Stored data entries
────────

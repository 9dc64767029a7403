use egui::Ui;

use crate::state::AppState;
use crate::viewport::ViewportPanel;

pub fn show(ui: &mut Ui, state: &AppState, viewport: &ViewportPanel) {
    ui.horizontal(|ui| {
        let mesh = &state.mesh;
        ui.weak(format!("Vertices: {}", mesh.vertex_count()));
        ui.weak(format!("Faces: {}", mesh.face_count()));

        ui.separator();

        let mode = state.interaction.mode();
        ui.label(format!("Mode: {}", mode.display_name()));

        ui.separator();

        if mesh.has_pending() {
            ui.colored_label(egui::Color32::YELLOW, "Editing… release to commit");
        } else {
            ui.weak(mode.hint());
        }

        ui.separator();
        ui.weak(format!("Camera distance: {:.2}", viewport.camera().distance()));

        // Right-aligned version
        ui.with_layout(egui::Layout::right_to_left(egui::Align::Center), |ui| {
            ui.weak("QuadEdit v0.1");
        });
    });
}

────────

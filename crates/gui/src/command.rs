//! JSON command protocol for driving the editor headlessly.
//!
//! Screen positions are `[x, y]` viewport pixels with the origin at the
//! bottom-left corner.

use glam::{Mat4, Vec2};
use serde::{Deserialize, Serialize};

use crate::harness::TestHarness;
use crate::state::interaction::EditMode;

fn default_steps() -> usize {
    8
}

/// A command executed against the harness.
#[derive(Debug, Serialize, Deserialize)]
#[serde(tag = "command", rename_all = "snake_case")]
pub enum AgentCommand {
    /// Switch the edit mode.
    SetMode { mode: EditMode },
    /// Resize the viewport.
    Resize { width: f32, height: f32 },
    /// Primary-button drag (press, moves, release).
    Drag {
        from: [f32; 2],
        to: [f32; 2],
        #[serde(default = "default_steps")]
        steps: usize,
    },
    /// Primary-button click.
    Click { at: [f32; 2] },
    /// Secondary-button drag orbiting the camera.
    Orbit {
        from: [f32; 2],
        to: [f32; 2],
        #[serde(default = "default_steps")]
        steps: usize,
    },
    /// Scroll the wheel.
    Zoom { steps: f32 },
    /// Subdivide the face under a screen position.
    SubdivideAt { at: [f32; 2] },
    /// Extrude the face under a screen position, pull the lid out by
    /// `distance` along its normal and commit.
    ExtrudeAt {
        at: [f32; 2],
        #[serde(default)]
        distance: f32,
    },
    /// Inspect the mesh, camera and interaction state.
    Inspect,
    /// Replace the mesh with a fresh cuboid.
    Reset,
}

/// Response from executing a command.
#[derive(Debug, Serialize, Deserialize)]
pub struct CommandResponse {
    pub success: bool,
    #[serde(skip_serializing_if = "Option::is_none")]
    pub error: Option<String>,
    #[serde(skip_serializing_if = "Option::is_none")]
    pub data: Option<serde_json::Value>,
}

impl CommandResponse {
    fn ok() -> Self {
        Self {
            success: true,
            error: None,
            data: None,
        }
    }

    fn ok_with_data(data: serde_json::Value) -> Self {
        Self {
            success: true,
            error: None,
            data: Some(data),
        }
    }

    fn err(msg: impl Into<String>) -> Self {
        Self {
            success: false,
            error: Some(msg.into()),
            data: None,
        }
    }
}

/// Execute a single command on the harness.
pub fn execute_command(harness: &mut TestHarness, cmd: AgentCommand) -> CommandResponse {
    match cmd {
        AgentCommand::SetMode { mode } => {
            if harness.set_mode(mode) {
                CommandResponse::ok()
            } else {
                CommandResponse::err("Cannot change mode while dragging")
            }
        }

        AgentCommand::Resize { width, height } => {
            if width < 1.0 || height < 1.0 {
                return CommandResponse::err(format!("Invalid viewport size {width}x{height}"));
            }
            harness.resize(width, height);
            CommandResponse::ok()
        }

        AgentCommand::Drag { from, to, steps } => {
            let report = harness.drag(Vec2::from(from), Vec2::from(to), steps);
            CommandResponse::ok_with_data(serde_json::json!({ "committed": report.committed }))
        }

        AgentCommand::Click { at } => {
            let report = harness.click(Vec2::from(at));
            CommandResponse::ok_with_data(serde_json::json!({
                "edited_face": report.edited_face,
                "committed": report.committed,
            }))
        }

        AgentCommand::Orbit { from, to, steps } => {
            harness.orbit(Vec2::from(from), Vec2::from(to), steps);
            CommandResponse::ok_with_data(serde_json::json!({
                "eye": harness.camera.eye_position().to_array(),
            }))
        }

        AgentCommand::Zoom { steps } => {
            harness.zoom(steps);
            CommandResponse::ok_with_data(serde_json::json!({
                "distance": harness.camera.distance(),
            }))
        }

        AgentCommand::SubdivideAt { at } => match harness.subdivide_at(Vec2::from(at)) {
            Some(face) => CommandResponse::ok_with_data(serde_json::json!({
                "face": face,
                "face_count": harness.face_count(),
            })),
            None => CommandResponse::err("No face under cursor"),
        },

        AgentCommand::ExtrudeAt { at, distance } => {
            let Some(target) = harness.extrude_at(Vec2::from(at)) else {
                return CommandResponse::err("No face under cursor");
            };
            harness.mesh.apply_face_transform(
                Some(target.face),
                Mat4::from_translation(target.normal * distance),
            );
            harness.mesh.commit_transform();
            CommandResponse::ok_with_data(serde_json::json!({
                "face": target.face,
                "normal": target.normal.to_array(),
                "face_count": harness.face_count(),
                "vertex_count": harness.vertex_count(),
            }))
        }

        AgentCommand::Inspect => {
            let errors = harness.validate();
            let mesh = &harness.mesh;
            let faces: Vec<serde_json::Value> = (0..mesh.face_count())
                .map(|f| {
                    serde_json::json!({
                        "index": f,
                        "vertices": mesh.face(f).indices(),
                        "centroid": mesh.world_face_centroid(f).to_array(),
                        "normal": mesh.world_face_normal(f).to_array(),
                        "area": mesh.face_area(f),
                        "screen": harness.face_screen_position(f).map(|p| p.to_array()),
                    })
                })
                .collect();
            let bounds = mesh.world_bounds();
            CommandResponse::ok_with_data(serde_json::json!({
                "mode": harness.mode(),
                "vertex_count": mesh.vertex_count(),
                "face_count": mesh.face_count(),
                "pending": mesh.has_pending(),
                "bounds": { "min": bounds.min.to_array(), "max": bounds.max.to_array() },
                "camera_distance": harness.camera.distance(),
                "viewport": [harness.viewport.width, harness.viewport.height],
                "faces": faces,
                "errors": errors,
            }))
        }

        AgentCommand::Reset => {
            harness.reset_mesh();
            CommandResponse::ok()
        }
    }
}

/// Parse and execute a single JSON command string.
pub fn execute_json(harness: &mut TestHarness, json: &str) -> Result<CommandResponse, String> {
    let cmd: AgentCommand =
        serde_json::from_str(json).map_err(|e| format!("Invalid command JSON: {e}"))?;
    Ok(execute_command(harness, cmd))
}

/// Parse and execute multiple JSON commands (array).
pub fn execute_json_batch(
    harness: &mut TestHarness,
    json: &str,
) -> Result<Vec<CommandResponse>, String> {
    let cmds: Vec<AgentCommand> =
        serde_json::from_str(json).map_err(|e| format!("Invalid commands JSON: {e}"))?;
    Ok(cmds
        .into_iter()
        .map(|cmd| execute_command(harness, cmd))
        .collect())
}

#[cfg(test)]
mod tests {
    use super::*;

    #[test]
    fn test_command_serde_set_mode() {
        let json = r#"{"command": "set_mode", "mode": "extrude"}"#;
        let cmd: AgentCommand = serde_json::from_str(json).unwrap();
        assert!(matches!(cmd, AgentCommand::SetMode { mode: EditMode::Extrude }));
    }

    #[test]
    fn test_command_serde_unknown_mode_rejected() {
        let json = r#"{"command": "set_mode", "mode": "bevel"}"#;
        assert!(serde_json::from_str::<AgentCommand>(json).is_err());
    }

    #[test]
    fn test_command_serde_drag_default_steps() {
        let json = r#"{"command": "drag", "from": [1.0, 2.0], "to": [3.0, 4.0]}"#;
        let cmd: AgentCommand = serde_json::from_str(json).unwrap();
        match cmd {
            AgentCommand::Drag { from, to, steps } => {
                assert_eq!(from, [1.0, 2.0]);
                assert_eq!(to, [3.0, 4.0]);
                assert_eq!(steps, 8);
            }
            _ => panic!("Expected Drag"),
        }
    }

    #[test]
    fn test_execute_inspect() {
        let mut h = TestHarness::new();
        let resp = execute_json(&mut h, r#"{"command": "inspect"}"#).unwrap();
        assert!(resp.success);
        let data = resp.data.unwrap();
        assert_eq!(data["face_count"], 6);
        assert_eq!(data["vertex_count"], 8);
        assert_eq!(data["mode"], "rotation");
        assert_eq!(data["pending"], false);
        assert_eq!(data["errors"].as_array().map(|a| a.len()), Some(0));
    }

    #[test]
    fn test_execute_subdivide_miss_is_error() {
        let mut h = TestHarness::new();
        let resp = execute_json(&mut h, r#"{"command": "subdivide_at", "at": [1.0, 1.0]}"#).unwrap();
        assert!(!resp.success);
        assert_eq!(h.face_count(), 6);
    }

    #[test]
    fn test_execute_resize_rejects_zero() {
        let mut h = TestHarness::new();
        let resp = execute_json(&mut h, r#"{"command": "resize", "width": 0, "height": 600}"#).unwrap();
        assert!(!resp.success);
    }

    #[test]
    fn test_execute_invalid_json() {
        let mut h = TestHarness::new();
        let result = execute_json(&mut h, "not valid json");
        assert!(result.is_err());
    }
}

────────

[Exercise brief]
What this exercise asks for is every line of the data above with the word "camera".

[Task response]
        ui.weak(format!("Camera distance: {:.2}", viewport.camera().distance()));
    /// Secondary-button drag orbiting the camera.
    /// Inspect the mesh, camera and interaction state.
                "eye": harness.camera.eye_position().to_array(),
                "distance": harness.camera.distance(),
                "camera_distance": harness.camera.distance(),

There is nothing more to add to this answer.